TASK OBJECTIVE: Look through the records below and copy each line that includes the word "adjustments".

Dataset entries:

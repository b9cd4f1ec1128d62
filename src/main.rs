use anyhow::{bail, Context, Result};
use chrono::NaiveDate;
use clap::{Parser, Subcommand};
use colored::*;
use serde::{Deserialize, Serialize};
use std::fs;
use std::path::{Path, PathBuf};
use tabled::{Table, Tabled};
use tracing::info;

use dosewise::config::AppConfig;
use dosewise::engine::{MedicationAnalysis, SchedulingEngine};
use dosewise::error::{DoseWiseError, ErrorSeverity};
use dosewise::logging::{init_logging, LogLevel};
use dosewise::models::{format_hhmm, FastingPeriod, PrayerTimes, SchedulingWindow, Severity};
use dosewise::validation::{RawMedicationEntry, ScheduleValidator};

/// DoseWise - Culturally aware medication scheduling
///
/// Reconciles medication dose times with daily prayer windows and
/// fasting periods, and suggests safe replacement times.
#[derive(Parser)]
#[command(name = "dosewise")]
#[command(author = "DoseWise Contributors")]
#[command(version = "0.1.0")]
#[command(about = "Cultural medication scheduling CLI", long_about = None)]
struct Cli {
    /// Sets a custom config file
    #[arg(short, long, value_name = "FILE")]
    config: Option<PathBuf>,

    /// Increase verbosity of output
    #[arg(short, long, action = clap::ArgAction::Count)]
    verbose: u8,

    #[command(subcommand)]
    command: Commands,
}

#[derive(Subcommand)]
enum Commands {
    /// Show the safe scheduling windows between prayer buffers
    Windows {
        /// Prayer times JSON file
        #[arg(short, long)]
        input: PathBuf,

        /// Buffer around each prayer in minutes (default from config)
        #[arg(short, long)]
        buffer: Option<u32>,

        /// Print JSON instead of a table
        #[arg(long)]
        json: bool,
    },

    /// Check medication schedules for conflicts and suggest adjustments
    Check {
        /// Check request JSON file
        #[arg(short, long)]
        input: PathBuf,

        /// Print JSON instead of tables
        #[arg(long)]
        json: bool,
    },

    /// Configure application settings
    Config {
        /// Write a default configuration file
        #[arg(long)]
        init: bool,

        /// Print the active configuration
        #[arg(long)]
        show: bool,
    },
}

/// Input file for the `check` subcommand
#[derive(Debug, Deserialize)]
struct CheckRequest {
    today: NaiveDate,

    #[serde(default)]
    prayer_times: Option<PrayerTimes>,

    #[serde(default)]
    fasting_period: Option<FastingPeriod>,

    #[serde(default)]
    medications: Vec<RawMedicationEntry>,
}

#[derive(Debug, Serialize)]
struct CheckReport {
    today: NaiveDate,
    rejected: Vec<String>,
    analyses: Vec<MedicationAnalysis>,
}

#[derive(Tabled)]
struct WindowRow {
    #[tabled(rename = "Window")]
    label: String,
    #[tabled(rename = "Start")]
    start: String,
    #[tabled(rename = "End")]
    end: String,
    #[tabled(rename = "Minutes")]
    minutes: i64,
}

#[derive(Tabled)]
struct ConflictRow {
    #[tabled(rename = "Time")]
    time: String,
    #[tabled(rename = "Kind")]
    kind: String,
    #[tabled(rename = "Severity")]
    severity: String,
    #[tabled(rename = "Suggestion")]
    suggestion: String,
}

#[derive(Tabled)]
struct AdjustmentRow {
    #[tabled(rename = "Original")]
    original: String,
    #[tabled(rename = "Adjusted")]
    adjusted: String,
    #[tabled(rename = "Window")]
    window: String,
    #[tabled(rename = "Rationale")]
    rationale: String,
}

fn main() -> Result<()> {
    let cli = Cli::parse();

    let initializing = matches!(cli.command, Commands::Config { init: true, .. });
    let mut config = match &cli.config {
        Some(path) if initializing && !path.exists() => AppConfig::default(),
        Some(path) => AppConfig::load_from_file(path)?,
        None => AppConfig::load_or_default(),
    };

    if cli.verbose > 0 {
        config.logging.level = LogLevel::from_verbosity(cli.verbose);
    }
    init_logging(&config.logging).context("Failed to initialize logging")?;

    match cli.command {
        Commands::Windows { input, buffer, json } => {
            let buffer = buffer.unwrap_or(config.engine.buffer_minutes);
            run_windows(&config, &input, buffer, json)
        }
        Commands::Check { input, json } => run_check(&config, &input, json),
        Commands::Config { init, show } => run_config(config, cli.config.as_deref(), init, show),
    }
}

fn read_json<T: serde::de::DeserializeOwned>(path: &Path) -> Result<T> {
    let content = fs::read_to_string(path)
        .with_context(|| format!("Failed to read input file: {}", path.display()))?;
    serde_json::from_str(&content).with_context(|| format!("Failed to parse JSON from {}", path.display()))
}

fn run_windows(config: &AppConfig, input: &Path, buffer: u32, json: bool) -> Result<()> {
    let prayer_times: PrayerTimes = read_json(input)?;
    check_prayer_times(&prayer_times)?;
    let engine = SchedulingEngine::with_config(config.engine.clone());
    let windows = engine.resolve_windows(&prayer_times, buffer);

    info!(date = %prayer_times.date, buffer, windows = windows.len(), "Resolved scheduling windows");

    if json {
        println!("{}", serde_json::to_string_pretty(&windows)?);
        return Ok(());
    }

    println!(
        "{}",
        format!("Safe windows for {} (buffer {} min)", prayer_times.date, buffer)
            .green()
            .bold()
    );
    if windows.is_empty() {
        println!("{}", "No safe windows remain with this buffer".yellow());
        return Ok(());
    }

    let rows: Vec<WindowRow> = windows.iter().map(window_row).collect();
    println!("{}", Table::new(rows));
    Ok(())
}

fn window_row(window: &SchedulingWindow) -> WindowRow {
    WindowRow {
        label: window.label.clone(),
        start: format_hhmm(window.start),
        end: format_hhmm(window.end),
        minutes: window.duration_minutes(),
    }
}

fn run_check(config: &AppConfig, input: &Path, json: bool) -> Result<()> {
    let request: CheckRequest = read_json(input)?;
    if let Some(prayer_times) = &request.prayer_times {
        check_prayer_times(prayer_times)?;
    }
    let engine = SchedulingEngine::with_config(config.engine.clone());

    let report = ScheduleValidator::validate_all(&request.medications);

    let analyses: Vec<MedicationAnalysis> = report
        .accepted
        .iter()
        .map(|entry| {
            engine.analyze(
                entry,
                request.prayer_times.as_ref(),
                request.fasting_period.as_ref(),
                request.today,
            )
        })
        .collect();
    let rejected: Vec<DoseWiseError> = report.rejected.into_iter().map(DoseWiseError::from).collect();

    if json {
        let output = CheckReport {
            today: request.today,
            rejected: rejected.iter().map(|e| e.to_string()).collect(),
            analyses,
        };
        println!("{}", serde_json::to_string_pretty(&output)?);
        if output.analyses.is_empty() {
            bail!("No valid medication entries in {}", input.display());
        }
        return Ok(());
    }

    println!("{}", format!("Medication check for {}", request.today).blue().bold());

    for rejection in &rejected {
        println!("{} {}", severity_marker(rejection.severity()), rejection.user_message());
    }

    for analysis in &analyses {
        print_analysis(analysis);
    }

    if analyses.is_empty() {
        bail!("No valid medication entries in {}", input.display());
    }

    Ok(())
}

/// Reject prayer times that are not in chronological order
fn check_prayer_times(prayer_times: &PrayerTimes) -> Result<()> {
    if let Err(err) = prayer_times.validate() {
        let err = DoseWiseError::from(err);
        let message = err.user_message();
        return Err(err).context(message);
    }
    Ok(())
}

fn severity_marker(severity: ErrorSeverity) -> ColoredString {
    match severity {
        ErrorSeverity::Critical => "✗ Critical:".red().bold(),
        ErrorSeverity::Error => "✗ Error:".red(),
        ErrorSeverity::Warning => "⚠ Rejected:".yellow(),
    }
}

fn print_analysis(analysis: &MedicationAnalysis) {
    println!();
    println!(
        "{} {}",
        analysis.medication_name.cyan().bold(),
        format!("({})", analysis.medication_id).dimmed()
    );

    if analysis.phase.is_active {
        if let (Some(phase), Some(days)) = (analysis.phase.phase, analysis.phase.days_remaining) {
            println!("  Fasting: {} phase, {} days remaining", phase, days);
        }
    }

    if analysis.conflicts.is_empty() {
        println!("  {}", "✓ No conflicts".green());
    } else {
        let rows: Vec<ConflictRow> = analysis
            .conflicts
            .iter()
            .map(|c| ConflictRow {
                time: format_hhmm(c.original_time),
                kind: c.kind.to_string(),
                severity: colorize_severity(c.severity),
                suggestion: c.suggestion.clone(),
            })
            .collect();
        println!("{}", Table::new(rows));
    }

    let rows: Vec<AdjustmentRow> = analysis
        .adjustments
        .iter()
        .map(|a| AdjustmentRow {
            original: format_hhmm(a.original_time),
            adjusted: format_hhmm(a.time),
            window: a.window.to_string(),
            rationale: a.rationale.to_string(),
        })
        .collect();
    println!("{}", Table::new(rows));

    for recommendation in &analysis.recommendations {
        println!("  • {}", recommendation);
    }
}

fn colorize_severity(severity: Severity) -> String {
    let text = severity.to_string();
    match severity {
        Severity::Critical => text.red().bold().to_string(),
        Severity::High => text.red().to_string(),
        Severity::Medium => text.yellow().to_string(),
        Severity::Low => text.normal().to_string(),
    }
}

fn run_config(mut config: AppConfig, path: Option<&Path>, init: bool, show: bool) -> Result<()> {
    let path = path
        .map(Path::to_path_buf)
        .unwrap_or_else(AppConfig::default_config_path);

    if init {
        if path.exists() {
            bail!("Config file already exists: {}", path.display());
        }
        let mut fresh = AppConfig::default();
        fresh.save_to_file(&path)?;
        println!("{} {}", "✓ Wrote default configuration to".green(), path.display());
        config = fresh;
    }

    if show || !init {
        let content = toml::to_string_pretty(&config).context("Failed to serialize configuration")?;
        println!("{}", format!("# {}", path.display()).dimmed());
        println!("{}", content);
    }

    Ok(())
}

OUTPUT FOR THIS TASK:
    /// Check medication schedules for conflicts and suggest adjustments
        .adjustments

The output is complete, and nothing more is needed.